In three suspenseful crime novels set in England between the two wars, South African writer Rennie Airth tells the story of Scotland Yard detective John Madden and his wife, nee Dr. Helen Blackwell. John is a veteran of the Great War, unhinged by his experiences in the bloodbath in France and by the deaths of his wife and daughter. Helen comes into his life just in time to help nurse him back to health.

They meet in the first book, River of Darkness, set in the years following World War I, when John is assigned to an exceptionally brutal murder case in the countryside that taxes his skills and his already questionable emotional stability to the limit.  Through an introduction from Helen, John enlists the help of a noted Viennese psychiatrist who assists him with an early version of what we now know as psychological profiling. The psychiatric insight eventually puts an end to a gruesome series of serial murders, leading John to the killer.

A decade later Germany is in the throes of a Nazi takeover, and England trembles. As we learn at the outset of The Blood-Dimmed Tide, the second book in Airth’s trilogy, John Madden is peacefully retired with Helen on a farm far from Scotland Yard. When he chances upon a brutally murdered corpse on a walk through the countryside, his yearning for action comes to life once again. The officer in charge of the investigation, an old friend in a senior post on the force, takes advantage of John’s eagerness to become involved again and seeks him out for advice. John circumvents his anxious wife’s efforts to keep him out of the investigation and eventually plays a key role in solving the perplexing case.

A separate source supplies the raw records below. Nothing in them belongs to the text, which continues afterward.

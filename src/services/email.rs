//! Email notifications for new bookings

use async_trait::async_trait;
use lettre::{
    message::{header::ContentType, Mailbox, Message, MultiPart, SinglePart},
    transport::smtp::authentication::Credentials,
    SmtpTransport, Transport,
};
use std::{str::FromStr, sync::Arc};

use crate::{
    config::EmailConfig,
    error::{AppError, AppResult},
};

/// A message for the studio staff
#[derive(Debug, Clone, PartialEq, Eq)]
pub struct Notification {
    pub to: String,
    pub subject: String,
    pub body: String,
}

/// Best-effort message delivery
#[cfg_attr(test, mockall::automock)]
#[async_trait]
pub trait Notifier: Send + Sync {
    async fn notify(&self, notification: Notification) -> AppResult<()>;
}

/// Pick the notifier matching the email configuration
pub fn notifier_from_config(config: &EmailConfig) -> Arc<dyn Notifier> {
    if config.enabled {
        Arc::new(EmailService::new(config.clone()))
    } else {
        Arc::new(LogNotifier)
    }
}

/// Writes notifications to the log instead of sending them
#[derive(Clone, Default)]
pub struct LogNotifier;

#[async_trait]
impl Notifier for LogNotifier {
    async fn notify(&self, notification: Notification) -> AppResult<()> {
        tracing::info!(
            to = %notification.to,
            subject = %notification.subject,
            body = %notification.body,
            "Email notification (SMTP disabled, not sent)"
        );
        Ok(())
    }
}

#[derive(Clone)]
pub struct EmailService {
    config: EmailConfig,
}

impl EmailService {
    pub fn new(config: EmailConfig) -> Self {
        Self { config }
    }

    fn build_message(&self, notification: &Notification) -> AppResult<Message> {
        let from_name = self
            .config
            .smtp_from_name
            .as_deref()
            .unwrap_or("Ink Studio");
        let from_mailbox = Mailbox::from_str(&format!("{} <{}>", from_name, self.config.smtp_from))
            .map_err(|e| AppError::Internal(format!("Invalid from address: {}", e)))?;

        let to_mailbox = Mailbox::from_str(&notification.to)
            .map_err(|e| AppError::Internal(format!("Invalid to address: {}", e)))?;

        Message::builder()
            .from(from_mailbox)
            .to(to_mailbox)
            .subject(notification.subject.as_str())
            .multipart(
                MultiPart::alternative()
                    .singlepart(
                        SinglePart::builder()
                            .header(ContentType::TEXT_PLAIN)
                            .body(notification.body.clone()),
                    )
                    .singlepart(
                        SinglePart::builder()
                            .header(ContentType::TEXT_HTML)
                            .body(html_body(&notification.body)),
                    ),
            )
            .map_err(|e| AppError::Internal(format!("Failed to build email: {}", e)))
    }

    fn build_transport(&self) -> AppResult<SmtpTransport> {
        let mailer_builder = if self.config.smtp_use_tls {
            SmtpTransport::starttls_relay(&self.config.smtp_host)
                .map_err(|e| AppError::Internal(format!("Failed to create SMTP transport: {}", e)))?
        } else {
            SmtpTransport::builder_dangerous(&self.config.smtp_host)
        }
        .port(self.config.smtp_port);

        let mailer_builder = if let (Some(username), Some(password)) = (
            &self.config.smtp_username,
            &self.config.smtp_password,
        ) {
            mailer_builder.credentials(Credentials::new(username.clone(), password.clone()))
        } else {
            mailer_builder
        };

        Ok(mailer_builder.build())
    }
}

/// Plain text wrapped for the HTML alternative part, markup escaped
fn html_body(body: &str) -> String {
    format!(
        r#"<html><body><pre>{}</pre></body></html>"#,
        escape_html(body).replace('\n', "<br>")
    )
}

fn escape_html(text: &str) -> String {
    let mut escaped = String::with_capacity(text.len());
    for c in text.chars() {
        match c {
            '&' => escaped.push_str("&amp;"),
            '<' => escaped.push_str("&lt;"),
            '>' => escaped.push_str("&gt;"),
            '"' => escaped.push_str("&quot;"),
            '\'' => escaped.push_str("&#39;"),
            _ => escaped.push(c),
        }
    }
    escaped
}

#[async_trait]
impl Notifier for EmailService {
    async fn notify(&self, notification: Notification) -> AppResult<()> {
        let email = self.build_message(&notification)?;
        let mailer = self.build_transport()?;

        // SmtpTransport is blocking
        tokio::task::spawn_blocking(move || mailer.send(&email))
            .await
            .map_err(|e| AppError::Internal(format!("Email task failed: {}", e)))?
            .map_err(|e| AppError::Internal(format!("Failed to send email: {}", e)))?;

        tracing::debug!(to = %notification.to, "Notification email sent");
        Ok(())
    }
}

#[cfg(test)]
mod tests {
    use super::*;

    fn notification(to: &str) -> Notification {
        Notification {
            to: to.to_string(),
            subject: "New booking".to_string(),
            body: "Line one\nLine two".to_string(),
        }
    }

    #[test]
    fn test_build_message() {
        let service = EmailService::new(EmailConfig::default());
        assert!(service.build_message(&notification("artist@inkstudio.example")).is_ok());
    }

    #[test]
    fn test_build_message_rejects_bad_recipient() {
        let service = EmailService::new(EmailConfig::default());
        assert!(matches!(
            service.build_message(&notification("not an address")),
            Err(AppError::Internal(_))
        ));
    }

    #[test]
    fn test_html_body_escapes_client_markup() {
        let html = html_body("New booking from <a href=\"http://evil.example\">Noa</a> & co\nPhone: 'x'");

        assert!(!html.contains("<a href"));
        assert!(!html.contains("</a>"));
        assert!(html.contains("&lt;a href=&quot;http://evil.example&quot;&gt;Noa&lt;/a&gt; &amp; co"));
        assert!(html.contains("<br>Phone: &#39;x&#39;"));
        assert!(html.starts_with("<html><body><pre>"));
    }

    #[test]
    fn test_build_message_with_markup_in_body() {
        let service = EmailService::new(EmailConfig::default());
        let mut message = notification("artist@inkstudio.example");
        message.body = "<a href=\"http://evil\">Pay</a>".to_string();

        let formatted = String::from_utf8_lossy(&service.build_message(&message).unwrap().formatted()).to_string();
        let (_, html_part) = formatted.split_once("Content-Type: text/html").unwrap();
        assert!(!html_part.contains("<a href"));
        assert!(html_part.contains("&lt;a href=&quot;http://evil&quot;&gt;Pay&lt;/a&gt;"));
    }

    #[tokio::test]
    async fn test_log_notifier_never_fails() {
        assert!(LogNotifier.notify(notification("anyone")).await.is_ok());
    }
}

Set in 1944, a dozen years later, John is drawn into another murder case when a young Polish girl who helps out at his farm is mysteriously murdered as The Dead of Winter commences. The police assigned to the case are reluctant to see more than a chance act of violence, but John uncovers a complex back-story involving an aged German-Jewish neighbor, a French art dealer, Nazi atrocities, and a fortune in stolen diamonds.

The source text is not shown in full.